TS EAMCET · Maths · Differentiation
If \(y^{\cos x}=x^{\sin y}\), then \(\frac{d y}{d x}=\)
- A \(\frac{y(x \sin x \log y+\sin y)}{x(\cos x-y \log x \cos y)}\)
- B \(\frac{y(x \sin x \log x-\sin y)}{x(\cos x+y \log x \cos y)}\)
- C \(\frac{y(\sin y-x \log y)}{x(x-y \cos y(\log x))}\)

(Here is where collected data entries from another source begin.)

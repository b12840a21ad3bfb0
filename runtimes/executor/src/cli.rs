//! Command line of `playground-tool`. Every runtime setting can also be
//! given through its `PLAYGROUND_*` environment variable.

use clap::builder::BoolishValueParser;
use clap::{Args, Parser, Subcommand};
use javascript_runtime::JavaScriptBackend;
use playground_shared::Language;

use crate::ExecutorConfig;

#[derive(Parser, Debug)]
#[command(name = "playground-tool", version)]
#[command(about = "Sandboxed JavaScript and Python execution for agent tools")]
pub struct Cli {
    #[command(flatten)]
    pub config: ConfigArgs,

    #[command(subcommand)]
    pub command: Command,
}

#[derive(Subcommand, Debug)]
pub enum Command {
    /// Answer JSON-line tool calls from stdin.
    Serve,
    /// Run a single snippet and print its record.
    Run {
        #[arg(short, long, default_value = "js")]
        language: Language,
        #[arg(short, long)]
        timeout_ms: Option<u64>,
        /// Source code; read from stdin when omitted.
        code: Option<String>,
    },
    /// Print the tool descriptors.
    Tools,
}

#[derive(Args, Debug, Default)]
pub struct ConfigArgs {
    /// JavaScript backend: embedded or node
    #[arg(long, global = true, env = "PLAYGROUND_JS_BACKEND")]
    pub js_backend: Option<JavaScriptBackend>,

    /// Default runJs timeout in milliseconds
    #[arg(long, global = true, env = "PLAYGROUND_JS_TIMEOUT_MS")]
    pub js_timeout_ms: Option<u64>,

    /// Memory limit of each embedded JavaScript context
    #[arg(long, global = true, env = "PLAYGROUND_JS_MEMORY_LIMIT_BYTES")]
    pub js_memory_limit_bytes: Option<usize>,

    /// Node.js binary for the node backend
    #[arg(long, global = true, env = "PLAYGROUND_NODE_BIN")]
    pub node_bin: Option<String>,

    /// Python interpreter to launch
    #[arg(long, global = true, env = "PLAYGROUND_PYTHON_BIN")]
    pub python_bin: Option<String>,

    /// Default runPython timeout in milliseconds
    #[arg(long, global = true, env = "PLAYGROUND_PYTHON_TIMEOUT_MS")]
    pub python_timeout_ms: Option<u64>,

    /// Preload numpy and matplotlib before user code
    #[arg(
        long,
        global = true,
        env = "PLAYGROUND_PYTHON_PRELOAD",
        value_parser = BoolishValueParser::new()
    )]
    pub python_preload: Option<bool>,

    /// Upper bound for caller-supplied timeouts
    #[arg(long, global = true, env = "PLAYGROUND_MAX_TIMEOUT_MS")]
    pub max_timeout_ms: Option<u64>,

    /// Extra host variables passed to interpreter subprocesses
    #[arg(long, global = true, env = "PLAYGROUND_ENV_PASSTHROUGH", value_delimiter = ',')]
    pub env_passthrough: Vec<String>,
}

impl ConfigArgs {
    pub fn into_config(self) -> ExecutorConfig {
        let mut config = ExecutorConfig::default();
        self.apply(&mut config);
        config
    }

    pub fn apply(self, config: &mut ExecutorConfig) {
        let js = &mut config.javascript;
        let py = &mut config.python;

        if let Some(backend) = self.js_backend {
            js.backend = backend;
        }
        if let Some(ms) = self.js_timeout_ms {
            js.default_timeout_ms = ms;
        }
        if let Some(bytes) = self.js_memory_limit_bytes {
            js.memory_limit_bytes = bytes;
        }
        if let Some(node) = self.node_bin {
            js.node_binary = node;
        }
        if let Some(python) = self.python_bin {
            py.interpreter = python;
        }
        if let Some(ms) = self.python_timeout_ms {
            py.default_timeout_ms = ms;
        }
        if let Some(preload) = self.python_preload {
            py.preload_scientific = preload;
        }
        if let Some(ms) = self.max_timeout_ms {
            js.max_timeout_ms = ms;
            py.max_timeout_ms = ms;
        }

        let extra: Vec<String> = self
            .env_passthrough
            .iter()
            .map(|name| name.trim())
            .filter(|name| !name.is_empty())
            .map(str::to_string)
            .collect();
        if !extra.is_empty() {
            js.env = std::mem::take(&mut js.env).allow(extra.clone());
            py.env = std::mem::take(&mut py.env).allow(extra);
        }
    }
}

#[cfg(test)]
mod tests {
    use super::*;

    #[test]
    fn test_flags_override_defaults() {
        let cli = Cli::try_parse_from([
            "playground-tool",
            "--js-backend",
            "node",
            "--python-timeout-ms",
            "1000",
            "--python-preload",
            "false",
            "--env-passthrough",
            "OMP_NUM_THREADS, HF_HOME",
            "run",
            "-l",
            "python",
            "--max-timeout-ms",
            "60000",
            "print(1)",
        ])
        .unwrap();

        match &cli.command {
            Command::Run { language, code, .. } => {
                assert_eq!(*language, Language::Python);
                assert_eq!(code.as_deref(), Some("print(1)"));
            }
            other => panic!("unexpected command {other:?}"),
        }

        let config = cli.config.into_config();
        assert_eq!(config.javascript.backend, JavaScriptBackend::Node);
        assert_eq!(config.python.default_timeout_ms, 1000);
        assert!(!config.python.preload_scientific);
        assert_eq!(config.javascript.max_timeout_ms, 60_000);
        assert_eq!(config.python.max_timeout_ms, 60_000);
        for policy in [&config.javascript.env, &config.python.env] {
            assert!(policy.passthrough.contains(&"OMP_NUM_THREADS".to_string()));
            assert!(policy.passthrough.contains(&"HF_HOME".to_string()));
        }
        assert_eq!(config.python.env.fixed.get("PYTHONUNBUFFERED").map(String::as_str), Some("1"));
    }

    #[test]
    fn test_environment_supplies_settings() {
        std::env::set_var("PLAYGROUND_NODE_BIN", "/opt/node/bin/node");
        let cli = Cli::try_parse_from(["playground-tool", "tools"]).unwrap();
        assert!(matches!(cli.command, Command::Tools));
        assert_eq!(cli.config.into_config().javascript.node_binary, "/opt/node/bin/node");
    }

    #[test]
    fn test_rejects_unknown_backend() {
        assert!(Cli::try_parse_from(["playground-tool", "--js-backend", "v8", "tools"]).is_err());
    }

    #[test]
    fn test_unset_flags_keep_defaults() {
        let config = ConfigArgs::default().into_config();
        assert_eq!(config.javascript.default_timeout_ms, 5000);
        assert_eq!(config.python.default_timeout_ms, 30_000);
        assert!(config.python.preload_scientific);
    }
}
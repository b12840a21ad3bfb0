//! Composition of the program text handed to `python -c`.
//!
//! The preamble and the user's source are kept as separate, labelled
//! segments and joined once at build time. The user segment always comes
//! last and starts on a fresh line, so the number of lines before it is
//! known and tracebacks can be mapped back to the user's own numbering.

const USER_SEGMENT_LABEL: &str = "user code";

const IMPORTS: &str = "\
import sys
import math
import json
from io import StringIO
";

const NUMPY: &str = "\
try:
    import numpy as np
except ImportError:
    pass
";

// Agg keeps plotting non-interactive; plt.show() becomes a no-op.
const MATPLOTLIB: &str = "\
try:
    import matplotlib
    matplotlib.use('Agg')
    import matplotlib.pyplot as plt
except ImportError:
    pass
";

#[derive(Debug, Clone)]
struct Segment {
    label: &'static str,
    body: String,
}

#[derive(Debug, Clone, Default)]
pub struct ProgramBuilder {
    preamble: Vec<Segment>,
}

impl ProgramBuilder {
    pub fn new() -> Self {
        Self::default()
    }

    /// Standard library imports, plus numpy and matplotlib when
    /// `scientific` is set. Missing optional packages are ignored.
    pub fn standard(scientific: bool) -> Self {
        let builder = Self::new().with_segment("imports", IMPORTS);
        if scientific {
            builder
                .with_segment("numpy", NUMPY)
                .with_segment("matplotlib", MATPLOTLIB)
        } else {
            builder
        }
    }

    pub fn with_segment(mut self, label: &'static str, body: impl Into<String>) -> Self {
        self.preamble.push(Segment {
            label,
            body: body.into(),
        });
        self
    }

    pub fn build(&self, user_source: &str) -> WrappedProgram {
        let mut text = String::new();
        for segment in &self.preamble {
            push_segment(&mut text, segment.label, &segment.body);
        }
        push_header(&mut text, USER_SEGMENT_LABEL);
        let user_line_offset = text.lines().count();
        text.push_str(user_source);

        WrappedProgram {
            text,
            user_line_offset,
        }
    }
}

fn push_header(text: &mut String, label: &str) {
    text.push_str("# --- ");
    text.push_str(label);
    text.push_str(" ---\n");
}

fn push_segment(text: &mut String, label: &str, body: &str) {
    push_header(text, label);
    text.push_str(body);
    if !body.ends_with('\n') {
        text.push('\n');
    }
}

#[derive(Debug, Clone)]
pub struct WrappedProgram {
    text: String,
    user_line_offset: usize,
}

impl WrappedProgram {
    pub fn text(&self) -> &str {
        &self.text
    }

    /// Lines preceding the first line of user source.
    pub fn user_line_offset(&self) -> usize {
        self.user_line_offset
    }
}

#[cfg(test)]
mod tests {
    use super::*;

    #[test]
    fn test_user_source_follows_preamble() {
        let program = ProgramBuilder::standard(true).build("print(1)\nprint(2)");
        let lines: Vec<&str> = program.text().lines().collect();

        assert_eq!(lines[0], "# --- imports ---");
        assert_eq!(lines[program.user_line_offset()], "print(1)");
        assert_eq!(lines[program.user_line_offset() - 1], "# --- user code ---");
        assert!(program.text().contains("matplotlib.use('Agg')"));
        assert!(program.text().ends_with("print(2)"));
    }

    #[test]
    fn test_segment_without_trailing_newline() {
        let program = ProgramBuilder::new()
            .with_segment("setup", "x = 1")
            .build("print(x)");
        assert_eq!(program.text(), "# --- setup ---\nx = 1\n# --- user code ---\nprint(x)");
        assert_eq!(program.user_line_offset(), 3);
    }

    #[test]
    fn test_plain_preamble_skips_scientific_imports() {
        let program = ProgramBuilder::standard(false).build("pass");
        assert!(!program.text().contains("numpy"));
        assert!(program.text().contains("import math"));
    }

    #[test]
    fn test_user_source_is_verbatim() {
        let source = "s = \"\"\"\n${code}\n\"\"\"\nprint(s)";
        let program = ProgramBuilder::standard(true).build(source);
        assert!(program.text().ends_with(source));
    }
}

- D \(\frac{y(\sin y+x \log y)}{x(x+y \cos y(\log x))}\)
Answer & Solution
Correct Answer
(A) \(\frac{y(x \sin x \log y+\sin y)}{x(\cos x-y \log x \cos y)}\)
Step-by-step Solution
Detailed explanation
It is given that \(y^{\cos x}=x^{\sin y}\) On taking logrithm both sides, we get \(\cos x \log y=\sin y \log x\) On differentiating both side w.r.t. \(x\), we get \(\frac{1}{y}(\cos x) \frac{d y}{d x}-(\sin x) \log y\) \(=\frac{1}{x} \sin y+(\log x)(\cos y) \frac{d}{d x}\)…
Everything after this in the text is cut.